Some of our Favorite Swedish Foods & Beverages
This is the scene from my Viking Dinner, the appetizers, oat and rye crispbreads, cream cheese made with Icelandic Skyr, and smoked salmon.
They are traditional to this area of the upper Midwest and to this Amery area as well and regularly form the basis for events and celebrations year around. Amery was originally settled by Swedes with Norwegians and Danes coming shortly after. Our Swedish club here in town acknowledges and celebrates these traditions every month.

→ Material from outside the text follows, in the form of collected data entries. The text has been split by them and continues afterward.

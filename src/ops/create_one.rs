//! Create-one operation variant

use std::future::Future;
use std::sync::Arc;

use async_trait::async_trait;
use futures::FutureExt;
use serde_json::{json, Value};

use crate::api::ApiContext;
use crate::connector::DataConnector;
use crate::error::{ConfigurationError, HandlerError, HandlerResult};

use super::{BodyValidator, InsertedHook, Operation, RecordHook};

/// Insert a record built from the request body
///
/// The optional body validator runs during the validation phase (an absent
/// body validates as JSON null). `process` optionally reshapes the body
/// before saving, inserts it, runs the post-save hook with the generated id,
/// and responds with `{"id": ...}` unless a response transform is configured.
/// A connector returning no id (or JSON null) is treated as an insert
/// failure and propagates as a server error.
///
/// # Example
///
/// ```rust,ignore
/// let operation = CreateOne::new()
///     .with_connector(UserStore::new(pool))
///     .with_body_validator(|body| {
///         body.get("email")
///             .and_then(Value::as_str)
///             .map(drop)
///             .ok_or_else(|| HandlerError::validation("email is required"))
///     })
///     .with_post_save(|id| async move { notify_created(id).await });
/// ```
#[derive(Default)]
pub struct CreateOne {
    connector: Option<Arc<dyn DataConnector>>,
    body_validator: Option<BodyValidator>,
    format_record: Option<RecordHook>,
    post_save: Option<InsertedHook>,
    format_response: Option<RecordHook>,
}

impl CreateOne {
    /// Create an unconfigured variant
    #[must_use]
    pub fn new() -> Self {
        Self::default()
    }

    /// Supply the data connector (must support `insert_one`)
    #[must_use]
    pub fn with_connector(mut self, connector: impl DataConnector + 'static) -> Self {
        self.connector = Some(Arc::new(connector));
        self
    }

    /// Validate the parsed request body during the validation phase
    #[must_use]
    pub fn with_body_validator<F>(mut self, validator: F) -> Self
    where
        F: Fn(&Value) -> HandlerResult<()> + Send + Sync + 'static,
    {
        self.body_validator = Some(Box::new(validator));
        self
    }

    /// Transform the body before it is handed to the connector
    #[must_use]
    pub fn with_format_record<F, Fut>(mut self, hook: F) -> Self
    where
        F: Fn(Value) -> Fut + Send + Sync + 'static,
        Fut: Future<Output = HandlerResult<Value>> + Send + 'static,
    {
        self.format_record = Some(Box::new(move |record| hook(record).boxed()));
        self
    }

    /// Run after a successful insert with the generated id
    #[must_use]
    pub fn with_post_save<F, Fut>(mut self, hook: F) -> Self
    where
        F: Fn(Value) -> Fut + Send + Sync + 'static,
        Fut: Future<Output = HandlerResult<()>> + Send + 'static,
    {
        self.post_save = Some(Box::new(move |id| hook(id).boxed()));
        self
    }

    /// Reshape the default `{"id": ...}` response body
    #[must_use]
    pub fn with_format_response<F, Fut>(mut self, hook: F) -> Self
    where
        F: Fn(Value) -> Fut + Send + Sync + 'static,
        Fut: Future<Output = HandlerResult<Value>> + Send + 'static,
    {
        self.format_response = Some(Box::new(move |response| hook(response).boxed()));
        self
    }
}

#[async_trait]
impl Operation for CreateOne {
    async fn validate_data(&self, ctx: &mut ApiContext) -> HandlerResult<()> {
        if let Some(body_validator) = &self.body_validator {
            let body = ctx.body()?.cloned().unwrap_or(Value::Null);
            body_validator(&body)?;
        }
        Ok(())
    }

    async fn process(&self, ctx: &mut ApiContext) -> HandlerResult<()> {
        let connector = self
            .connector
            .as_ref()
            .ok_or_else(ConfigurationError::missing_connector)?;

        let mut data = ctx.body()?.cloned().unwrap_or(Value::Null);
        if let Some(format_record) = &self.format_record {
            data = format_record(data).await?;
        }

        let inserted_id = connector
            .insert_one(data)
            .await?
            .filter(|id| !id.is_null());

        let Some(id) = inserted_id else {
            return Err(HandlerError::process("Failed to insert"));
        };

        if let Some(post_save) = &self.post_save {
            post_save(id.clone()).await?;
        }

        let mut response = json!({ "id": id });
        if let Some(format_response) = &self.format_response {
            response = format_response(response).await?;
        }

        ctx.set_body(response);
        Ok(())
    }
}
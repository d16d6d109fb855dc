use crate::app_config::PaymentConfig;
use async_trait::async_trait;
use checkout_core::{CoreError, CoreResult, Order, PaymentGateway, PaymentResult};
use checkout_shared::Masked;
use uuid::Uuid;

pub const INVALID_PAYMENT_METHOD: &str = "Must provide valid payment method.";

/// Validating front for the payment backend.
///
/// Rejects blank or unaccepted payment methods with a validation error and
/// declines orders with nothing to charge; everything else is approved with a
/// fresh transaction reference.
pub struct StandardPaymentGateway {
    config: PaymentConfig,
}

impl StandardPaymentGateway {
    pub fn new(config: PaymentConfig) -> Self {
        Self { config }
    }
}

impl Default for StandardPaymentGateway {
    fn default() -> Self {
        Self::new(PaymentConfig::default())
    }
}

#[async_trait]
impl PaymentGateway for StandardPaymentGateway {
    async fn pay(&self, order: &Order) -> CoreResult<PaymentResult> {
        if !self.config.accepts(&order.payment_method) {
            tracing::debug!(
                order_id = %order.order_id,
                payment_method = ?Masked(&order.payment_method),
                "Rejected payment method"
            );
            return Err(CoreError::ValidationError(INVALID_PAYMENT_METHOD.to_string()));
        }

        let Some(total) = order.total_cents() else {
            return Ok(PaymentResult::declined("Order total exceeds the chargeable amount"));
        };
        if total <= 0 {
            return Ok(PaymentResult::declined(format!(
                "Order total must be positive, got {} {}",
                total, order.currency
            )));
        }

        let transaction_id = format!("pay_{}", Uuid::new_v4().simple());
        tracing::debug!(order_id = %order.order_id, %transaction_id, total, "Payment approved");
        Ok(PaymentResult::approved().with_transaction_id(transaction_id))
    }
}

#[cfg(test)]
mod tests {
    use super::*;
    use checkout_core::OrderLine;

    fn order(payment_method: &str) -> Order {
        let mut order = Order::new("customer@example.com", payment_method);
        order.add_item(OrderLine::new("SKU-1", 1, 1999));
        order
    }

    #[tokio::test]
    async fn test_throws_invalid_payment() {
        let gateway = StandardPaymentGateway::default();

        let err = gateway.pay(&order("")).await.unwrap_err();

        assert!(matches!(err, CoreError::ValidationError(_)));
        assert_eq!(err.to_string(), "Must provide valid payment method.");
    }

    #[tokio::test]
    async fn test_rejects_unaccepted_method() {
        let gateway = StandardPaymentGateway::new(PaymentConfig {
            accepted_methods: vec!["SuperCard".to_string()],
        });

        let err = gateway.pay(&order("MonopolyMoney")).await.unwrap_err();
        assert_eq!(err.to_string(), INVALID_PAYMENT_METHOD);

        let result = gateway.pay(&order("supercard")).await.unwrap();
        assert!(result.success);
    }

    #[tokio::test]
    async fn test_approves_with_reference() {
        let gateway = StandardPaymentGateway::default();

        let result = gateway.pay(&order("SuperCard")).await.unwrap();

        assert!(result.success);
        assert!(result.failure.is_none());
        assert!(result.transaction_id.unwrap().starts_with("pay_"));
    }

    #[tokio::test]
    async fn test_declines_overflowing_total() {
        let gateway = StandardPaymentGateway::default();
        let mut order = Order::new("customer@example.com", "SuperCard");
        order.add_item(OrderLine::new("SKU-BIG", u32::MAX, i64::MAX / 2));

        let result = gateway.pay(&order).await.unwrap();

        assert!(!result.success);
        assert!(result.transaction_id.is_none());
        assert!(result.failure.unwrap().contains("exceeds"));
    }

    #[tokio::test]
    async fn test_declines_empty_order() {
        let gateway = StandardPaymentGateway::default();
        let order = Order::new("customer@example.com", "SuperCard");

        let result = gateway.pay(&order).await.unwrap();

        assert!(!result.success);
        assert!(result.failure.unwrap().contains("must be positive"));
    }
}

They do follow seasonal patterns and special holidays. During Viking/pagan times until about the 10th century there were celebrations of the norse gods as told in the sagas most all to guarantee good planting seasons and good harvests. Valborg at the end of April begins with bonfires and the party goes all night with food and drink
Probably the most widely known in the US is the lutfisk dinner which packs 700 or more people in for special dinners at churches and some restaurants throughout the area, lutfisk (lye fish) is an old method of curing cod fish so that people would have fish for the entire long winter. It seems only natural that the descendants of the Vikings, perhaps history’s greatest tough guys, would celebrate a food prepared with a caustic and highly dangerous substance. Lutefisk—codfish (fisk) preserved in lye (lut)—is both a delicacy and a tradition among Scandinavian-Americans, who serve the chemical-soaked, gelatinous fish with a warm and friendly smile. The usual season for these dinners starts in October and continues through Christmas. It is often presented at smorgasbords--- traditional accompaniments would be mashed potatoes often mixed with rutabaga, meatballs served with lingonberries, and crispbread. Click on PDF for recipes.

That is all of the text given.